Figure 4. Purification of Heterologously Expressed Neuronal Proteins with Endogenous PDZ Domain Ligands.

Six heterologously expressed neuronal proteins with naturally occurring PDZ domain ligands were purified on PDZ Domain Affinity Resins as described in Methods: (A) Purification of MBP-GluN2B Tail; (B) Purification of His-tagged r-synGAP; (C) Purification of CRIPT in the presence or absence of reducing agents (RA); (D) Purification of PDZbh; (E) Purification of cypin and MBP-cypin.

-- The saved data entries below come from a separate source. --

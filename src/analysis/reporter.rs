//! Diagnostics and the sink they are delivered to.

use std::fmt;
use std::path::PathBuf;

use serde::{Deserialize, Serialize};
use tree_sitter::Node;

use super::context::AnalysisContext;
use crate::syntax::SourceFile;

/// How loudly a finding is reported.
#[derive(Debug, Clone, Copy, PartialEq, Eq, PartialOrd, Ord, Hash, Serialize, Deserialize)]
#[serde(rename_all = "lowercase")]
pub enum Severity {
    Error,
    Warning,
    Info,
}

impl fmt::Display for Severity {
    fn fmt(&self, f: &mut fmt::Formatter<'_>) -> fmt::Result {
        f.write_str(match self {
            Severity::Error => "error",
            Severity::Warning => "warning",
            Severity::Info => "info",
        })
    }
}

/// What kind of holder leaks the resource.
#[derive(Debug, Clone, Copy, PartialEq, Eq, Hash, Serialize, Deserialize)]
#[serde(rename_all = "snake_case")]
pub enum DiagnosticKind {
    UnreleasedLocal,
    UnreleasedField,
    UnreleasedProperty,
    /// The value is never stored anywhere nameable.
    UnreleasedAnonymous,
}

impl DiagnosticKind {
    /// Short label used by expectation comments and renderers.
    pub fn label(self) -> &'static str {
        match self {
            DiagnosticKind::UnreleasedLocal => "local",
            DiagnosticKind::UnreleasedField => "field",
            DiagnosticKind::UnreleasedProperty => "property",
            DiagnosticKind::UnreleasedAnonymous => "anonymous",
        }
    }
}

/// Construct that produced the resource.
#[derive(Debug, Clone, Copy, PartialEq, Eq, Hash, Serialize, Deserialize)]
#[serde(rename_all = "snake_case")]
pub enum CreationSource {
    ObjectCreation,
    Invocation,
}

/// Span of the creating expression. Lines and columns are zero-based,
/// columns in chars.
#[derive(Debug, Clone, PartialEq, Eq, Hash, Serialize, Deserialize)]
pub struct Location {
    pub path: PathBuf,
    pub start_byte: usize,
    pub end_byte: usize,
    pub start_line: u32,
    pub start_column: u32,
    pub end_line: u32,
    pub end_column: u32,
}

impl Location {
    pub fn of(file: &SourceFile, node: Node<'_>) -> Self {
        let (start_line, start_column) = file.line_col(node.start_byte());
        let (end_line, end_column) = file.line_col(node.end_byte());
        Self {
            path: file.path().to_path_buf(),
            start_byte: node.start_byte(),
            end_byte: node.end_byte(),
            start_line,
            start_column,
            end_line,
            end_column,
        }
    }
}

/// A resource that is created and never released.
#[derive(Debug, Clone, PartialEq, Eq, Hash, Serialize, Deserialize)]
pub struct Diagnostic {
    pub id: String,
    pub severity: Severity,
    pub kind: DiagnosticKind,
    pub source: CreationSource,
    pub location: Location,
    /// Local, field or property holding the resource.
    #[serde(skip_serializing_if = "Option::is_none")]
    pub variable_name: Option<String>,
    /// Resolved type of the resource.
    pub type_name: String,
}

impl Diagnostic {
    pub fn message(&self) -> String {
        let name = self.variable_name.as_deref().unwrap_or("?");
        match self.kind {
            DiagnosticKind::UnreleasedLocal => format!(
                "local `{}` holds a `{}` that is never disposed",
                name, self.type_name
            ),
            DiagnosticKind::UnreleasedField => format!(
                "field `{}` holds a `{}` that is never disposed",
                name, self.type_name
            ),
            DiagnosticKind::UnreleasedProperty => format!(
                "property `{}` holds a `{}` that is never disposed",
                name, self.type_name
            ),
            DiagnosticKind::UnreleasedAnonymous => match self.source {
                CreationSource::ObjectCreation => {
                    format!("`{}` created here is never disposed", self.type_name)
                }
                CreationSource::Invocation => {
                    format!("`{}` returned by this call is never disposed", self.type_name)
                }
            },
        }
    }
}

impl fmt::Display for Diagnostic {
    fn fmt(&self, f: &mut fmt::Formatter<'_>) -> fmt::Result {
        write!(
            f,
            "{}:{}:{}: {}[{}]: {}",
            self.location.path.display(),
            self.location.start_line + 1,
            self.location.start_column + 1,
            self.severity,
            self.id,
            self.message()
        )
    }
}

/// Receives diagnostics from the analysis.
pub trait DiagnosticSink {
    fn accept(&mut self, diagnostic: Diagnostic);
}

impl DiagnosticSink for Vec<Diagnostic> {
    fn accept(&mut self, diagnostic: Diagnostic) {
        self.push(diagnostic);
    }
}

/// Builds diagnostics with the configured id and severity.
pub struct Reporter<'a> {
    context: &'a AnalysisContext,
    file: &'a SourceFile,
}

impl<'a> Reporter<'a> {
    pub fn new(context: &'a AnalysisContext, file: &'a SourceFile) -> Self {
        Self { context, file }
    }

    pub fn diagnostic(
        &self,
        kind: DiagnosticKind,
        source: CreationSource,
        node: Node<'_>,
        type_name: &str,
        variable_name: Option<&str>,
    ) -> Diagnostic {
        Diagnostic {
            id: self.context.diagnostic_id().to_string(),
            severity: self.context.severity(),
            kind,
            source,
            location: Location::of(self.file, node),
            variable_name: variable_name.map(str::to_string),
            type_name: type_name.to_string(),
        }
    }

    pub fn report(
        &self,
        sink: &mut dyn DiagnosticSink,
        kind: DiagnosticKind,
        source: CreationSource,
        node: Node<'_>,
        type_name: &str,
        variable_name: Option<&str>,
    ) {
        sink.accept(self.diagnostic(kind, source, node, type_name, variable_name));
    }
}

#[cfg(test)]
mod tests {
    use super::*;
    use crate::syntax::kinds;
    use crate::syntax::Descendants;

    #[test]
    fn test_location_and_message() {
        let context = AnalysisContext::with_defaults().unwrap();
        let file = SourceFile::parse("a.cs", "class A {\n  void M() { var s = new B(); }\n}").unwrap();
        let creation = Descendants::of_kind(file.root(), kinds::OBJECT_CREATION_EXPRESSION)
            .next()
            .unwrap();

        let mut sink: Vec<Diagnostic> = Vec::new();
        Reporter::new(&context, &file).report(
            &mut sink,
            DiagnosticKind::UnreleasedLocal,
            CreationSource::ObjectCreation,
            creation,
            "B",
            Some("s"),
        );

        let diagnostic = &sink[0];
        assert_eq!(diagnostic.id, "DISP001");
        assert_eq!(diagnostic.location.start_line, 1);
        assert_eq!(diagnostic.location.start_column, 21);
        assert_eq!(diagnostic.message(), "local `s` holds a `B` that is never disposed");
        assert_eq!(
            diagnostic.to_string(),
            "a.cs:2:22: info[DISP001]: local `s` holds a `B` that is never disposed"
        );
    }

    #[test]
    fn test_anonymous_message_names_source() {
        let context = AnalysisContext::with_defaults().unwrap();
        let file = SourceFile::parse("a.cs", "class A { void M() { Make(); } }").unwrap();
        let call = Descendants::of_kind(file.root(), kinds::INVOCATION_EXPRESSION)
            .next()
            .unwrap();
        let diagnostic = Reporter::new(&context, &file).diagnostic(
            DiagnosticKind::UnreleasedAnonymous,
            CreationSource::Invocation,
            call,
            "X",
            None,
        );
        assert_eq!(diagnostic.message(), "`X` returned by this call is never disposed");
        assert_eq!(diagnostic.kind.label(), "anonymous");
    }
}
//! Iterator-based syntax traversal.
//!
//! Provides a lazy pre-order iterator over the named nodes below a root,
//! so consumers can filter and fold without writing their own recursion.
//!
//! # Example
//!
//! ```ignore
//! use disposal_lint::syntax::{kinds, Descendants};
//!
//! let creations = Descendants::new(file.root())
//!     .filter(|node| kinds::is_resource_creation(node.kind()))
//!     .count();
//! ```

use tree_sitter::Node;

use super::kinds;

/// Lazy pre-order iterator over named nodes, the root included.
///
/// Uses an explicit stack so deeply nested expressions never recurse.
pub struct Descendants<'t> {
    stack: Vec<Node<'t>>,
}

impl<'t> Descendants<'t> {
    pub fn new(root: Node<'t>) -> Self {
        Self { stack: vec![root] }
    }

    /// Only yield nodes of the given kind.
    pub fn of_kind(root: Node<'t>, kind: &'static str) -> impl Iterator<Item = Node<'t>> {
        Self::new(root).filter(move |node| node.kind() == kind)
    }
}

impl<'t> Iterator for Descendants<'t> {
    type Item = Node<'t>;

    fn next(&mut self) -> Option<Self::Item> {
        let node = self.stack.pop()?;
        let mut cursor = node.walk();
        let children: Vec<Node<'t>> = node.named_children(&mut cursor).collect();
        // Reverse so the leftmost child is visited first
        self.stack.extend(children.into_iter().rev());
        Some(node)
    }
}

/// Named children of a node, comments excluded.
pub fn named_children<'t>(node: Node<'t>) -> Vec<Node<'t>> {
    let mut cursor = node.walk();
    node.named_children(&mut cursor)
        .filter(|child| child.kind() != kinds::COMMENT)
        .collect()
}

/// All children of a node, anonymous tokens included.
pub fn children<'t>(node: Node<'t>) -> Vec<Node<'t>> {
    let mut cursor = node.walk();
    node.children(&mut cursor).collect()
}

/// Strict ancestors of a node, innermost first.
pub fn ancestors<'t>(node: Node<'t>) -> impl Iterator<Item = Node<'t>> {
    std::iter::successors(node.parent(), |n| n.parent())
}
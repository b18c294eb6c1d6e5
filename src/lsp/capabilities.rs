//! LSP server capabilities registration.

use lsp_types::{
    SaveOptions, ServerCapabilities, TextDocumentSyncCapability, TextDocumentSyncKind,
    TextDocumentSyncOptions, TextDocumentSyncSaveOptions,
};

/// Build the server capabilities to advertise to clients.
pub fn server_capabilities() -> ServerCapabilities {
    ServerCapabilities {
        // Full document on open/change, text included on save
        text_document_sync: Some(TextDocumentSyncCapability::Options(TextDocumentSyncOptions {
            open_close: Some(true),
            change: Some(TextDocumentSyncKind::FULL),
            save: Some(TextDocumentSyncSaveOptions::SaveOptions(SaveOptions {
                include_text: Some(true),
            })),
            ..Default::default()
        })),
        ..Default::default()
    }
}
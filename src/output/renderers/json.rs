//! JSON renderer.

use serde_json::{json, Value};

use crate::output::context::RenderContext;
use crate::output::traits::Renderer;

/// One JSON document: `{ "count": n, "diagnostics": [...] }`, each
/// diagnostic carrying its rendered `message`.
pub struct JsonRenderer;

impl Renderer for JsonRenderer {
    fn render(&self, ctx: &RenderContext<'_>) -> String {
        let diagnostics: Vec<Value> = ctx
            .diagnostics
            .iter()
            .map(|diagnostic| {
                let mut value = json!(diagnostic);
                value["message"] = Value::String(diagnostic.message());
                value
            })
            .collect();
        let document = json!({
            "count": diagnostics.len(),
            "diagnostics": diagnostics,
        });
        format!("{:#}\n", document)
    }
}

#[cfg(test)]
mod tests {
    use super::*;
    use crate::analysis::{AnalysisContext, Compilation};
    use std::path::PathBuf;

    #[test]
    fn test_document_shape() {
        let context = AnalysisContext::with_defaults().unwrap();
        let compilation = Compilation::parse(
            [(
                PathBuf::from("A.cs"),
                "using System.IO; class A { void M() { var s = new MemoryStream(); } }".to_string(),
            )],
            &context,
        )
        .unwrap();
        let diagnostics = compilation.analyze(&context);
        let output = JsonRenderer.render(&RenderContext::new(compilation.files(), &diagnostics));

        let parsed: Value = serde_json::from_str(&output).unwrap();
        assert_eq!(parsed["count"], 1);
        let first = &parsed["diagnostics"][0];
        assert_eq!(first["kind"], "unreleased_local");
        assert_eq!(first["source"], "object_creation");
        assert_eq!(first["variable_name"], "s");
        assert_eq!(first["severity"], "info");
        assert_eq!(first["location"]["start_line"], 0);
        assert!(first["message"].as_str().unwrap().contains("`s`"));
    }
}
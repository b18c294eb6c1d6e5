//! Expectation-based integration tests.
//!
//! This test runner discovers all `.cs` files in test-fixtures/specs and
//! verifies that the reported diagnostics match their `//~` comments.
//!
//! # Test Organization
//!
//! - Each `.cs` file is a test suite ("describe") for a concept
//! - Each top-level type in the file is a test case ("it")
//! - `//~` comments define expected diagnostics; a type without any
//!   expects none
//!
//! # Example
//!
//! ```text
//! // test-fixtures/specs/locals.cs
//! class LeakedLocal {
//!     void M() {
//!         var s = new MemoryStream();     //~ local: s
//!     }
//! }
//! ```

use disposal_lint::testing::{fixture_files, format_results, verify_file, VerificationError};
use std::path::{Path, PathBuf};

fn specs_dir() -> PathBuf {
    PathBuf::from(env!("CARGO_MANIFEST_DIR"))
        .join("test-fixtures")
        .join("specs")
}

#[test]
fn run_expectation_tests() {
    let files = fixture_files(&specs_dir());
    assert!(!files.is_empty(), "no spec files found in {:?}", specs_dir());

    let mut total_pass = 0;
    let mut total_fail = 0;
    let mut all_output = String::new();

    for path in &files {
        match verify_file(path) {
            Ok(result) => {
                total_pass += result.pass_count();
                all_output.push_str(&format_results(&result));
            }
            Err(VerificationError::TestFailures(result)) => {
                total_pass += result.pass_count();
                total_fail += result.fail_count();
                all_output.push_str(&format_results(&result));
            }
            Err(e) => {
                all_output.push_str(&format!("{}: {}\n", path.display(), e));
                total_fail += 1;
            }
        }
    }

    println!("\n{}", all_output);
    println!("Total: {} passed, {} failed", total_pass, total_fail);

    if total_fail > 0 {
        panic!("{} expectation test(s) failed", total_fail);
    }
}

#[test]
fn test_local_specs() {
    run_spec_file(&specs_dir().join("locals.cs"));
}

#[test]
fn test_using_specs() {
    run_spec_file(&specs_dir().join("using.cs"));
}

#[test]
fn test_field_specs() {
    run_spec_file(&specs_dir().join("fields.cs"));
}

#[test]
fn test_property_specs() {
    run_spec_file(&specs_dir().join("properties.cs"));
}

#[test]
fn test_return_specs() {
    run_spec_file(&specs_dir().join("returns.cs"));
}

#[test]
fn test_ownership_specs() {
    run_spec_file(&specs_dir().join("ownership.cs"));
}

#[test]
fn test_await_specs() {
    run_spec_file(&specs_dir().join("await.cs"));
}

#[test]
fn test_top_level_specs() {
    run_spec_file(&specs_dir().join("top_level.cs"));
}

fn run_spec_file(path: &Path) {
    let name = path.file_stem().and_then(|s| s.to_str()).unwrap_or("?");
    match verify_file(path) {
        Ok(result) => {
            println!("{}", format_results(&result));
            assert!(result.total() > 0, "{} has no test cases", name);
        }
        Err(VerificationError::TestFailures(result)) => {
            println!("{}", format_results(&result));
            panic!("{} tests failed", name);
        }
        Err(e) => {
            panic!("Error running {} tests: {}", name, e);
        }
    }
}
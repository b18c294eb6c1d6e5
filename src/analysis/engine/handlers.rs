//! One handler per structural context.

use tree_sitter::Node;

use super::{NodeAnalyzer, Verdict};
use crate::analysis::local::{is_release_equivalent, is_released_locally};
use crate::analysis::ownership::{find_tracking_link, is_release_call_on, is_tracked_type, tracks_ownership};
use crate::analysis::reporter::DiagnosticKind;
use crate::analysis::scope::release_designated_methods;
use crate::analysis::structure::StructuralContext;
use crate::semantic::TypeSymbol;
use crate::syntax::kinds::INVOCATION_EXPRESSION;
use crate::syntax::{nav, Descendants};

impl<'a> NodeAnalyzer<'a> {
    pub(super) fn decide(
        &self,
        context: StructuralContext<'_>,
        site: Node<'_>,
        resource: &TypeSymbol,
    ) -> Verdict<'a> {
        use StructuralContext as C;
        match context {
            C::AwaitedResult { .. }
            | C::ReleasedImmediately
            | C::ReturnInBlock
            | C::ReturnArrowBody
            | C::ReturnInLambda
            | C::ReturnLaterInMethod
            | C::UsingHeader => Verdict::Released,

            C::PropertyReturn { property }
            | C::PropertyExpressionBody { property }
            | C::AutoProperty { property } => match nav::declaration_name(property) {
                Some(name) => self.member(site, name, resource, DiagnosticKind::UnreleasedProperty),
                None => Verdict::anonymous(),
            },

            C::ArgumentOfInvocation { invocation } => self.released_if(tracks_ownership(&self.cx, invocation)),
            C::MethodChainLink { invocation } => {
                self.released_if(find_tracking_link(&self.cx, invocation).is_ok())
            }
            C::ArgumentOfConstruction { creation } | C::CollectionInitializerElement { creation } => {
                self.released_if(is_tracked_type(&self.cx, creation))
            }
            C::ArrayInitializerElement { owner } => {
                self.released_if(owner.is_some_and(|owner| is_tracked_type(&self.cx, owner)))
            }

            C::LocalDeclaration { name } | C::LocalAssignment { name } => {
                let name = self.cx.file.node_text(name);
                if is_released_locally(&self.cx, site, name, resource) {
                    Verdict::Released
                } else {
                    Verdict::named(DiagnosticKind::UnreleasedLocal, name)
                }
            }

            C::FieldDeclaration { name } | C::FieldAssignment { name } => {
                self.member(site, name, resource, DiagnosticKind::UnreleasedField)
            }
            C::PropertyAssignment { name } => {
                self.member(site, name, resource, DiagnosticKind::UnreleasedProperty)
            }

            C::MemberAssignment | C::Anonymous => Verdict::anonymous(),
        }
    }

    fn released_if(&self, released: bool) -> Verdict<'a> {
        if released {
            Verdict::Released
        } else {
            Verdict::anonymous()
        }
    }

    /// A field or property is released when a release-designated method of
    /// the declaring type releases it.
    fn member(&self, site: Node<'_>, name: Node<'_>, resource: &TypeSymbol, kind: DiagnosticKind) -> Verdict<'a> {
        let name = self.cx.file.node_text(name);
        let released = release_designated_methods(&self.cx, site)
            .into_iter()
            .flat_map(|method| Descendants::of_kind(method, INVOCATION_EXPRESSION))
            .any(|invocation| {
                is_release_call_on(&self.cx, invocation, name)
                    || is_release_equivalent(&self.cx, invocation, name, resource)
            });
        if released {
            Verdict::Released
        } else {
            Verdict::named(kind, name)
        }
    }
}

MBP-GluN2B Tail and PDZbh were bound to PDZ2 Domain-HaloTag-HaloLink Resin and eluted with 400 μg/ml SIESDV peptide. Note that the ligand density of the PDZ2-resin used for purifications shown in (A) and (D) was 53 pmol/μl resin. Subsequent preparations of PDZ2-resin achieved the higher ligand density of 240-260 pmol/μl resin shown in Table 2. R-synGAP and CRIPT were bound to PDZ3 Domain-HaloTag-HaloLink Resin and eluted with 400 μg/ml YKQTSV peptide. Cypin and MBP-cypin were bound to tandem PDZ1+PDZ2 Domain-HaloTag-HaloLink Resin and eluted with 400 μg/ml SIESDV peptide. In the experiments shown in C and D the resin was incubated with an amount of recombinant POI in excess of the resin capacity. Fractions from each purification and Precision Plus Protein All Blue Standards were separated on a 4-12% gradient SDS-PAGE gel and stained with Gel Code Blue. T, Total protein; S, soluble protein; U, unbound protein; W, wash; E, peptide eluate; C, concentrated peptide eluate.